Daenerys Targaryen, ¿la reina loca o congruente?

Tras más de ocho años, la celebérrima serie Game of Thrones llega a su esperado final. Sin embargo, esta última temporada ha decepcionado a muchos, existe la percepción de que...
Daenerys dio una sorpresa a varios de sus fans en el penúltimo capítulo de Game of Thrones. (Foto HBO)

Tras más de ocho años, la celebérrima serie Game of Thrones llega a su esperado final. Sin embargo, esta última temporada ha decepcionado a muchos, existe la percepción de que se ha traicionado la psicología de varios personajes. El más reciente escándalo fue provocado por el descenso a la “locura” de Daenerys Targaryen.

No obstante, existe suficiente evidencia dentro de la serie de que la joven Khaleesi siempre fue un ser de gran crueldad, y presentaremos la evidencia a continuación.

Antes de adentrarnos en el tema es importante hacer un par de aclaraciones: 1) la última temporada de Game of Thrones ha sido la peor hasta ahora y no hay cómo justificarla y este artículo no lo va a hacer, y 2) solo me voy a referir a la serie, así que una disculpa para quienes leyeron los libros o el Twitter de George R. R. Martin.

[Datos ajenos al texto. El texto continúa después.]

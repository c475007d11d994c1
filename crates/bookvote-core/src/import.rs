//! Spreadsheet import.
//!
//! The first worksheet is read with calamine. Its first row names the
//! columns; every later non-blank row becomes one header→text map, which
//! `books_from_rows` then turns into ballot entries.

use std::collections::BTreeMap;
use std::io::Cursor;
use std::path::Path;

use calamine::{Data, Reader, open_workbook_auto_from_rs};
use thiserror::Error;
use tracing::debug;

use crate::types::Book;

pub const TITLE_COLUMN: &str = "Title";
pub const AUTHOR_COLUMN: &str = "Author";
pub const COVER_COLUMN: &str = "Cover";

pub const DEFAULT_TITLE: &str = "Untitled";
pub const DEFAULT_AUTHOR: &str = "Unknown";

/// One spreadsheet row keyed by column header. Empty cells are absent.
pub type Row = BTreeMap<String, String>;

#[derive(Debug, Error)]
pub enum ImportError {
    #[error("cannot read upload: {0}")]
    Io(#[from] std::io::Error),

    #[error("unreadable workbook: {0}")]
    Workbook(#[from] calamine::Error),

    #[error("workbook has no sheets")]
    NoSheets,
}

/// Read every data row of the first worksheet at `path`.
///
/// The format (xlsx, xlsb, xls or ods) is detected from the content, so
/// the file name does not matter.
pub fn read_rows(path: &Path) -> Result<Vec<Row>, ImportError> {
    let bytes = std::fs::read(path)?;
    let mut workbook = open_workbook_auto_from_rs(Cursor::new(bytes))?;
    let range = workbook
        .worksheet_range_at(0)
        .ok_or(ImportError::NoSheets)??;

    let mut rows = range.rows();
    let headers: Vec<Option<String>> = match rows.next() {
        Some(first) => first.iter().map(cell_text).collect(),
        None => return Ok(Vec::new()),
    };

    let parsed: Vec<Row> = rows
        .map(|cells| {
            headers
                .iter()
                .zip(cells)
                .filter_map(|(header, cell)| Some((header.clone()?, cell_text(cell)?)))
                .collect::<Row>()
        })
        .filter(|row| !row.is_empty())
        .collect();

    debug!(?path, rows = parsed.len(), "worksheet read");
    Ok(parsed)
}

/// Text of a cell, or `None` for empty and error cells.
fn cell_text(cell: &Data) -> Option<String> {
    match cell {
        Data::Empty | Data::Error(_) => None,
        Data::String(s) if s.is_empty() => None,
        Data::String(s) => Some(s.clone()),
        Data::Float(f) if f.fract() == 0.0 && f.abs() < 1e15 => Some((*f as i64).to_string()),
        other => Some(other.to_string()),
    }
}

/// Map rows to books, filling in defaults for missing columns.
pub fn books_from_rows(rows: &[Row]) -> Vec<Book> {
    rows.iter()
        .map(|row| Book {
            title: column(row, TITLE_COLUMN).unwrap_or(DEFAULT_TITLE).to_string(),
            author: column(row, AUTHOR_COLUMN).unwrap_or(DEFAULT_AUTHOR).to_string(),
            cover: column(row, COVER_COLUMN).unwrap_or_default().to_string(),
        })
        .collect()
}

fn column<'a>(row: &'a Row, name: &str) -> Option<&'a str> {
    row.get(name).map(String::as_str).filter(|v| !v.is_empty())
}

/// Lower-cased extension of `file_name`, without the dot.
pub fn extension_of(file_name: &str) -> Option<String> {
    Path::new(file_name)
        .extension()
        .and_then(|e| e.to_str())
        .map(str::to_ascii_lowercase)
}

La crucifixión de los señores de Meereen

En su campaña por reclamar el Trono de Hierro, Daenerys Targaryen y su ejército llegan a Meereen, una ciudad cuya economía está basada en la esclavitud. Como amenaza para la Madre de Dragones, los señores del lugar crucifican a 163 hijos de esclavos.

Posteriormente, Daenerys y su corte pasan por una serie de humillaciones y engaños por parte de los gobernantes de Meereen, pero gracias a uno de sus dragones y a su recién adquirido Ejército de Inmaculados, la situación se invierte y Daenerys toma la ciudad.

Su ejército libera a los esclavos y ellos capturan a los señores, Daenerys ordena que los crucifiquen, uno de sus conejeros le recomienda que conteste “la injusticia con piedad”, ella, con un semblante severo le dice: “Contestaré la injusticia con justicia” (Temporada 4, episodio 4).

En la siguiente escena, los señores son clavados en cruces; mientras que los esclavos, más que retribuidos, lucen espantados. Daenerys, ya con la victoria en la bolsa, decide arrasar con sus enemigos en nombre de su justicia.

No queda claro si el castigo es justo para todos los señores, lo cierto es que la Khaleesi logra consolidar su poder en la región a través del miedo.

La quema de los Tarly

Daenerys y su ejército dothraki interceptan y derrotan a integrantes del ejército de los Lannister que trasladan riquezas a King’s Landing. La Madre de Dragones exige la lealtad de los señores, niega que los vaya a incendiar, como advirtió Cersei Lannister. Les ordena que se arrodillen ante ella como legítima dueña del Trono de Hierro. La mayoría aceptan hacerlo, salvo Randyll y Dickon Tarly (hermanos de Sam). Seguro recuerdan cómo acabó eso… (Temporada 7, episodio 5).

Pese a éstas y otras escenas, a muchos sorprendió la masacre de King’s Landing por parte de Daenerys y su último dragón, siendo que en muchas ocaciones, cuando Dany puede que elegir entre la paz y la venganza, ella suele decantarse por la última.

Y es que un aspecto clave en el mundo de Game of Thrones es la legitimidad. Daenerys basa su legitimidad en su linaje y su misión de “Rompedora de Cadenas”. Su uso y abuso del poder de los dragones lo fundamenta tautológicamente: ella es la Madre de Dragones, por lo tanto, ella sabe lo que debe hacer con ellos.

Toda violencia la justifica en pro de un reino de justicia, como si de verdad fuera posible mantener el poder de una vez y para siempre a través del miedo.

(Foto: HBO)

Es por ello que resulta muy interesante la sorpresa que generó el penúltimo capítulo de GoT. Los realizadores (David Benioff, D.B. Weiss y toda una mesa de escritores) ponen en evidencia no solo a la Khaleesi, sino también a quienes respaldaron, dentro y fuera de la ficción, pese a su crueldad y la voluntad de mantener el poder acumulado sin importar el costo. La historia de la serie es la de una tirana más que quizá llegue al poder.

Daenerys seguro pudo tomar una decisión distinta a cometer un genocidio en King’s Landig, claro. En cada situación de la vida suele haber más de una opción. Lo cierto es que en la biografía de la ahora Señora de los Siete Reinos existen varios ejemplos de actos similares.

Es por ello que, en medio de una temporada final mediocre, este penúltimo capítulo tiene un aspecto interesante: muestra a la supuesta heroína de la serie con toda su violencia, pero sobre todo, nos pone en evidencia a nosotros como teleespectadores que hemos apoyado su causa guiados por una fantasía de venganza y poder.